|Title||Relationship between the chi-squared and F distributions|
|Author||William Gould, StataCorp|
|Date||July 1999; minor revisions June 2013|
F and chi-squared statistics are really the same thing in that, after a normalization, chi-squared is the limiting distribution of the F as the denominator degrees of freedom goes to infinity. The normalization is
For instance, if you tell me that you have an F(2,71) = 2.05, the corresponding chi-squared is 2 * 2.05 = 4.1 and, by the way, the tail probabilities are virtually the same:
F(2,71) = 2.05 p = .1363 chi2(2) = 4.1 p = .1287
As the denominator degrees of freedom (the 71) get larger and larger, the F() value will go toward the value reported by chi2() of .1287:
F(2, 150) = 2.05 p = .1323 F(2, 250) = 2.05 p = .1309 F(2, 500) = 2.05 p = .1298 F(2, 1000) = 2.05 p = .1293 F(2, 5000) = 2.05 p = .1288 F(2, 10000) = 2.05 p = .1288 F(2,100000) = 2.05 p = .1287
Except for the conceptually irrelevant normalization of multiplying the statistic's value by the numerator degrees of freedom, the relationship between chi-squared and F is the same as the relationship between t and the normal.
Anyway, I can look at output and switch one to the other whenever I think that it is appropriate. If I see the output that the F(5,100) statistic is 4.79, I can calculate that the corresponding chi2(5) statistic is 5 * 4.79 = 23.95. If I see in the computer output that the chi2(5) statistic is 7, and I think that an F(5,50) would be more appropriate, I can calculate that the F(5,50) statistic is 7/5 = 1.4.
I can switch from one to the other—I just have to remember to do the multiplication or division by the (numerator) degrees of freedom. Remember, the expected value of F is 1, and the expected value of chi-squared is the (numerator) degrees of freedom.
Okay, that’s the mechanics. Now, let’s discuss what is really going on and when one or the other statistic is the relevant one.
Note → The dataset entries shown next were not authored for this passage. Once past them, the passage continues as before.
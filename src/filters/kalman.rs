/// Per-axis linear Kalman attitude filter
///
/// State per axis (2D):
/// [0]: angle (rad)
/// [1]: angular rate (rad/s)
///
/// Axes are independent: no cross-axis covariance is modelled, which holds
/// for small, weakly coupled rotations and not for aggressive manoeuvres.

use nalgebra::Matrix2;
use serde::{Deserialize, Serialize};

use crate::error::{AttitudeError, AttitudeResult};
use crate::filters::{usable_dt, vec3_from_slice, AttitudeFilter, GyroConditioner, Observations};
use crate::quaternion::Quaternion;
use crate::types::{KalmanCovMat, KalmanGain, KalmanObservation, KalmanStateVec, Vec3};

/// Innovation covariances below this make `update` a no-op.
const MIN_INNOVATION_COVARIANCE: f64 = 1e-12;

#[derive(Clone, Debug, Serialize, Deserialize)]
pub struct KalmanAxisState {
    pub angle: f64,
    pub rate: f64,
    /// Diagonal of P
    pub variance: (f64, f64),
}

#[derive(Clone, Debug)]
pub struct KalmanAxis {
    /// State vector [angle, rate]
    x: KalmanStateVec,

    /// Covariance matrix [2x2]
    p: KalmanCovMat,

    /// Transition [[1, dt], [0, 1]]
    f: KalmanCovMat,

    /// Observation row, [1, 0] for angle or [0, 1] for rate
    h: KalmanObservation,

    /// Process noise (diagonal)
    q: KalmanCovMat,

    /// Measurement noise
    r: f64,
}

impl KalmanAxis {
    /// Axis observing the angle directly (`H = [1, 0]`).
    pub fn new(
        dt: f64,
        process_noise: f64,
        measurement_noise: f64,
        initial_covariance: f64,
    ) -> AttitudeResult<Self> {
        Self::with_observation(
            dt,
            process_noise,
            measurement_noise,
            initial_covariance,
            KalmanObservation::new(1.0, 0.0),
        )
    }

    /// Axis observing the rate (`H = [0, 1]`); the angle follows through `F`.
    pub fn rate_observing(
        dt: f64,
        process_noise: f64,
        measurement_noise: f64,
        initial_covariance: f64,
    ) -> AttitudeResult<Self> {
        Self::with_observation(
            dt,
            process_noise,
            measurement_noise,
            initial_covariance,
            KalmanObservation::new(0.0, 1.0),
        )
    }

    fn with_observation(
        dt: f64,
        process_noise: f64,
        measurement_noise: f64,
        initial_covariance: f64,
        h: KalmanObservation,
    ) -> AttitudeResult<Self> {
        if !usable_dt(dt) {
            return Err(AttitudeError::InvalidConfig(format!(
                "kalman dt must be positive, got {}",
                dt
            )));
        }
        for (name, value) in [
            ("process noise", process_noise),
            ("measurement noise", measurement_noise),
            ("initial covariance", initial_covariance),
        ] {
            if !value.is_finite() || value < 0.0 {
                return Err(AttitudeError::InvalidConfig(format!(
                    "kalman {} must be non-negative, got {}",
                    name, value
                )));
            }
        }

        Ok(Self {
            x: KalmanStateVec::zeros(),
            p: Matrix2::identity() * initial_covariance,
            f: Matrix2::new(1.0, dt, 0.0, 1.0),
            h,
            q: Matrix2::identity() * process_noise,
            r: measurement_noise,
        })
    }

    /// x = F·x, P = F·P·Fᵗ + Q
    pub fn predict(&mut self) {
        self.x = self.f * self.x;
        self.p = self.f * self.p * self.f.transpose() + self.q;
    }

    /// Scalar measurement update. Skipped when S = H·P·Hᵗ + R vanishes.
    pub fn update(&mut self, z: f64) {
        if !z.is_finite() {
            log::debug!("kalman: ignoring non-finite measurement");
            return;
        }

        let innovation = z - (self.h * self.x)[0];
        let s = (self.h * self.p * self.h.transpose())[0] + self.r;
        if !s.is_finite() || s.abs() < MIN_INNOVATION_COVARIANCE {
            log::debug!("kalman: innovation covariance {} too small, keeping prior", s);
            return;
        }

        let k: KalmanGain = self.p * self.h.transpose() / s;
        self.x += k * innovation;
        self.p = (Matrix2::identity() - k * self.h) * self.p;
    }

    pub fn angle(&self) -> f64 {
        self.x[0]
    }

    pub fn rate(&self) -> f64 {
        self.x[1]
    }

    pub fn state(&self) -> KalmanStateVec {
        self.x
    }

    pub fn covariance(&self) -> KalmanCovMat {
        self.p
    }

    pub fn get_state(&self) -> KalmanAxisState {
        KalmanAxisState {
            angle: self.x[0],
            rate: self.x[1],
            variance: (self.p[(0, 0)], self.p[(1, 1)]),
        }
    }
}

#[derive(Clone, Debug, Serialize, Deserialize)]
pub struct KalmanBankState {
    pub pitch: KalmanAxisState,
    pub roll: KalmanAxisState,
    pub yaw: KalmanAxisState,
    pub quaternion: (f64, f64, f64, f64),
}

/// Pitch and roll observe accelerometer tilt; yaw observes the gyro z rate
/// because gravity carries no heading information.
///
/// The yaw axis deliberately uses `H = [0, 1]` rather than the angle-observing
/// `H = [1, 0]` of the other axes. Feeding a rate into an angle observation
/// would pull the heading toward the rate value.
pub struct KalmanBank {
    pub pitch: KalmanAxis,
    pub roll: KalmanAxis,
    pub yaw: KalmanAxis,
    conditioner: GyroConditioner,
}

impl KalmanBank {
    pub fn new(
        dt: f64,
        process_noise: f64,
        measurement_noise: f64,
        initial_covariance: f64,
        conditioner: GyroConditioner,
    ) -> AttitudeResult<Self> {
        Ok(Self {
            pitch: KalmanAxis::new(dt, process_noise, measurement_noise, initial_covariance)?,
            roll: KalmanAxis::new(dt, process_noise, measurement_noise, initial_covariance)?,
            yaw: KalmanAxis::rate_observing(dt, process_noise, measurement_noise, initial_covariance)?,
            conditioner,
        })
    }

    /// (pitch, roll) in radians from a gravity-dominated accel sample.
    pub fn tilt_from_accel(accel: &Vec3) -> Option<(f64, f64)> {
        if !accel.iter().all(|a| a.is_finite()) || accel.norm() < 1e-5 {
            return None;
        }
        let pitch = (-accel.x).atan2((accel.y * accel.y + accel.z * accel.z).sqrt());
        let roll = accel.y.atan2(accel.z);
        Some((pitch, roll))
    }

    pub fn get_state(&self) -> KalmanBankState {
        let q = self.orientation();
        KalmanBankState {
            pitch: self.pitch.get_state(),
            roll: self.roll.get_state(),
            yaw: self.yaw.get_state(),
            quaternion: (q.w, q.x, q.y, q.z),
        }
    }
}

impl AttitudeFilter for KalmanBank {
    /// Each axis carries its own fixed transition; `dt` only gates the step.
    fn predict(&mut self, dt: f64, _gyro: &Vec3) {
        if !usable_dt(dt) {
            return;
        }
        self.pitch.predict();
        self.roll.predict();
        self.yaw.predict();
    }

    fn update(&mut self, obs: &Observations) -> AttitudeResult<()> {
        obs.check_shapes()?;
        match Self::tilt_from_accel(&vec3_from_slice(obs.accel)) {
            Some((pitch, roll)) => {
                self.pitch.update(pitch);
                self.roll.update(roll);
            }
            None => log::debug!("kalman: degenerate accel, tilt axes not updated"),
        }
        let gyro = self.conditioner.apply(&vec3_from_slice(obs.gyro));
        self.yaw.update(gyro.z);
        Ok(())
    }

    fn orientation(&self) -> Quaternion {
        Quaternion::from_euler(self.roll.angle(), self.pitch.angle(), self.yaw.angle()).normalize()
    }

    fn name(&self) -> &'static str {
        "kalman"
    }
}
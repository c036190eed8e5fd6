use thiserror::Error;

/// Attitude engine error types
#[derive(Error, Debug, Clone, PartialEq)]
pub enum AttitudeError {
    #[error("Invalid input: {0}")]
    InvalidInput(String),

    #[error("Invalid configuration: {0}")]
    InvalidConfig(String),

    #[error("Sensor failed: {0}")]
    Sensor(String),

    #[error("Transport error: {0}")]
    Transport(String),
}

/// Result type for filter and collaborator operations
pub type AttitudeResult<T> = Result<T, AttitudeError>;

/// Fail with `InvalidInput` unless `values` holds exactly `expected` elements.
pub fn check_len(what: &str, values: &[f64], expected: usize) -> AttitudeResult<()> {
    if values.len() != expected {
        return Err(AttitudeError::InvalidInput(format!(
            "{} must have {} elements, got {}",
            what,
            expected,
            values.len()
        )));
    }
    Ok(())
}

#[cfg(test)]
mod tests {
    use super::*;

    #[test]
    fn test_check_len_accepts_exact() {
        assert!(check_len("accel", &[0.0, 0.0, 1.0], 3).is_ok());
    }

    #[test]
    fn test_check_len_reports_shape() {
        let err = check_len("mag", &[1.0, 2.0], 3).unwrap_err();
        assert_eq!(
            err,
            AttitudeError::InvalidInput("mag must have 3 elements, got 2".to_string())
        );
        assert!(err.to_string().starts_with("Invalid input:"));
    }
}
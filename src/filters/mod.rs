//! Attitude filter family.
//!
//! Three interchangeable estimators sit behind [`AttitudeFilter`]. The set is
//! closed, so the runtime picks one [`ActiveFilter`] variant at startup and
//! dispatches with a `match` instead of boxing.

pub mod bias_filter;
pub mod kalman;
pub mod madgwick;

use serde::{Deserialize, Serialize};

use crate::error::{check_len, AttitudeResult};
use crate::quaternion::Quaternion;
use crate::sensor_fusion::{EngineConfig, FilterKind};
use crate::types::{SensorSample, Vec3, VECTOR_DIM};

use bias_filter::BiasFilter;
use kalman::KalmanBank;
use madgwick::MadgwickFilter;

/// Measurement vectors handed to `update`. Slices keep the length contract
/// explicit: anything that is not a 3-vector is rejected with `InvalidInput`.
#[derive(Clone, Copy, Debug)]
pub struct Observations<'a> {
    pub accel: &'a [f64],
    pub gyro: &'a [f64],
    pub mag: Option<&'a [f64]>,
}

impl<'a> Observations<'a> {
    pub fn from_sample(sample: &'a SensorSample) -> Self {
        Self {
            accel: &sample.accel,
            gyro: &sample.gyro,
            mag: sample.mag.as_ref().map(|m| m.as_slice()),
        }
    }

    pub fn check_shapes(&self) -> AttitudeResult<()> {
        check_len("accelerometer", self.accel, VECTOR_DIM)?;
        check_len("gyroscope", self.gyro, VECTOR_DIM)?;
        if let Some(mag) = self.mag {
            check_len("magnetometer", mag, VECTOR_DIM)?;
        }
        Ok(())
    }
}

/// Turns native gyro readings into rad/s.
///
/// Axes whose magnitude is under `deadband` (native units) are zeroed first,
/// then every axis is multiplied by `scale`. The default is deg/s in, rad/s
/// out, and every filter variant uses the same conversion.
#[derive(Clone, Copy, Debug, PartialEq, Serialize, Deserialize)]
pub struct GyroConditioner {
    pub deadband: f64,
    pub scale: f64,
}

pub const DEFAULT_GYRO_DEADBAND: f64 = 0.015;
pub const DEG_TO_RAD: f64 = std::f64::consts::PI / 180.0;

impl Default for GyroConditioner {
    fn default() -> Self {
        Self {
            deadband: DEFAULT_GYRO_DEADBAND,
            scale: DEG_TO_RAD,
        }
    }
}

impl GyroConditioner {
    pub fn new(deadband: f64, scale: f64) -> Self {
        Self { deadband, scale }
    }

    pub fn apply(&self, gyro: &Vec3) -> Vec3 {
        gyro.map(|g| if g.abs() < self.deadband { 0.0 } else { g * self.scale })
    }
}

/// `dt` that is zero, negative or not finite means "no update".
pub(crate) fn usable_dt(dt: f64) -> bool {
    dt.is_finite() && dt > 0.0
}

pub(crate) fn vec3_from_slice(values: &[f64]) -> Vec3 {
    Vec3::new(values[0], values[1], values[2])
}

/// Capability shared by every attitude filter.
pub trait AttitudeFilter {
    /// Propagate with a native-unit gyro sample held for `dt` seconds.
    fn predict(&mut self, dt: f64, gyro: &Vec3);

    /// Correct with the measurement vectors.
    fn update(&mut self, obs: &Observations) -> AttitudeResult<()>;

    /// Current orientation, unit norm.
    fn orientation(&self) -> Quaternion;

    /// Estimated gyro bias (rad/s) for variants that track one.
    fn gyro_bias(&self) -> Option<Vec3> {
        None
    }

    fn name(&self) -> &'static str;

    /// Shape-check, then predict and update. Nothing is mutated when the
    /// observations are malformed or `dt` is not usable.
    fn step(&mut self, dt: f64, obs: &Observations) -> AttitudeResult<()> {
        obs.check_shapes()?;
        if !usable_dt(dt) {
            return Ok(());
        }
        self.predict(dt, &vec3_from_slice(obs.gyro));
        self.update(obs)
    }
}

pub enum ActiveFilter {
    GradientDescent(MadgwickFilter),
    KalmanBank(KalmanBank),
    BiasCompensating(BiasFilter),
}

impl ActiveFilter {
    pub fn from_config(config: &EngineConfig) -> AttitudeResult<Self> {
        let conditioner = config.gyro_conditioner();
        let filter = match config.filter {
            FilterKind::Madgwick => {
                ActiveFilter::GradientDescent(MadgwickFilter::new(config.beta, conditioner)?)
            }
            FilterKind::Kalman => ActiveFilter::KalmanBank(KalmanBank::new(
                config.kalman_dt,
                config.kalman_process_noise,
                config.kalman_measurement_noise,
                config.kalman_initial_covariance,
                conditioner,
            )?),
            FilterKind::Bias => ActiveFilter::BiasCompensating(BiasFilter::new(
                config.bias_gain,
                config.covariance_initial,
                config.covariance_growth,
                conditioner,
            )?),
        };
        log::info!("Attitude filter selected: {}", filter.name());
        Ok(filter)
    }

    fn inner(&self) -> &dyn AttitudeFilter {
        match self {
            ActiveFilter::GradientDescent(f) => f,
            ActiveFilter::KalmanBank(f) => f,
            ActiveFilter::BiasCompensating(f) => f,
        }
    }

    fn inner_mut(&mut self) -> &mut dyn AttitudeFilter {
        match self {
            ActiveFilter::GradientDescent(f) => f,
            ActiveFilter::KalmanBank(f) => f,
            ActiveFilter::BiasCompensating(f) => f,
        }
    }
}

impl AttitudeFilter for ActiveFilter {
    fn predict(&mut self, dt: f64, gyro: &Vec3) {
        self.inner_mut().predict(dt, gyro)
    }

    fn update(&mut self, obs: &Observations) -> AttitudeResult<()> {
        self.inner_mut().update(obs)
    }

    fn orientation(&self) -> Quaternion {
        self.inner().orientation()
    }

    fn gyro_bias(&self) -> Option<Vec3> {
        self.inner().gyro_bias()
    }

    fn name(&self) -> &'static str {
        self.inner().name()
    }
}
When I analyze data, I model the data as having a random component. That random component results in the numbers I calculate from the data having a random component. For instance, I model
yj = xj * b + uj , uj ~ N(0, sigma2)
In my model, the yj values I observe have the random component uj, Gaussian noise. If it were not for the random component in the yj process, I could estimate b by solving
b = yj / xj for any j
In my data, however, uj is not always equal to zero, so the formula is thus
b = (yj - uj) / xj for any j
I cannot make that calculation, because I do not observe uj; all I know about uj is that it is normally distributed with mean 0. So, I come up with another estimator of b, in particular
b_hat = (X'X)-1 X'y
and, concerning that calculated value, I am uncertain that I have it exactly right. Understand that the true b itself is not random. The true b is just a fixed number such as 3. My estimate of the true b, however, is random, by which I mean only that b_hat has a distribution. The true b might be 3, but I might calculate b_hat = 2.5.
Thus b_hat has a distribution that arises because of the random component, uj, in the original model. This distribution is called the sampling distribution of b_hat.
Now, it turns out that the sampling distribution of b_hat is a function of N, the number of observations. It also turns out that, as N→infinity, the sampling distribution becomes (jointly) normal. That turns out to be true for lots of estimators. In any case, let's call the sampling distribution of b_hat f(b_hat, N), and let g(b_hat) represent the asymptotic sampling distribution of b_hat,
g(b_hat) = lim f(b_hat, N) N→inf
g(bhat) being normal leads to test statistics with the normal distribution for single parameters and, correspondingly, tests with the chi-squared distribution when testing multiple parameters simultaneously.
However, no one really estimates models on asymptotic samples. Your sample has a finite number of observations. Thus rather than using g(b_hat), you would rather use f(b_hat, N) if only you knew it. For most estimators, we do not know f(b_hat, N), so we use g(b_hat), and we do tests using normals and chi-squareds.
In some cases—such as linear regression—we do know the sampling distribution for finite samples and, in those cases, we can calculate a test with better coverage probabilities.
Thus the Wald test is usually discussed as a chi-squared test, because it is usually applied to problems where only the asymptotic sampling distribution is known. But if we do know the sampling distribution for finite samples, we certainly want to use that.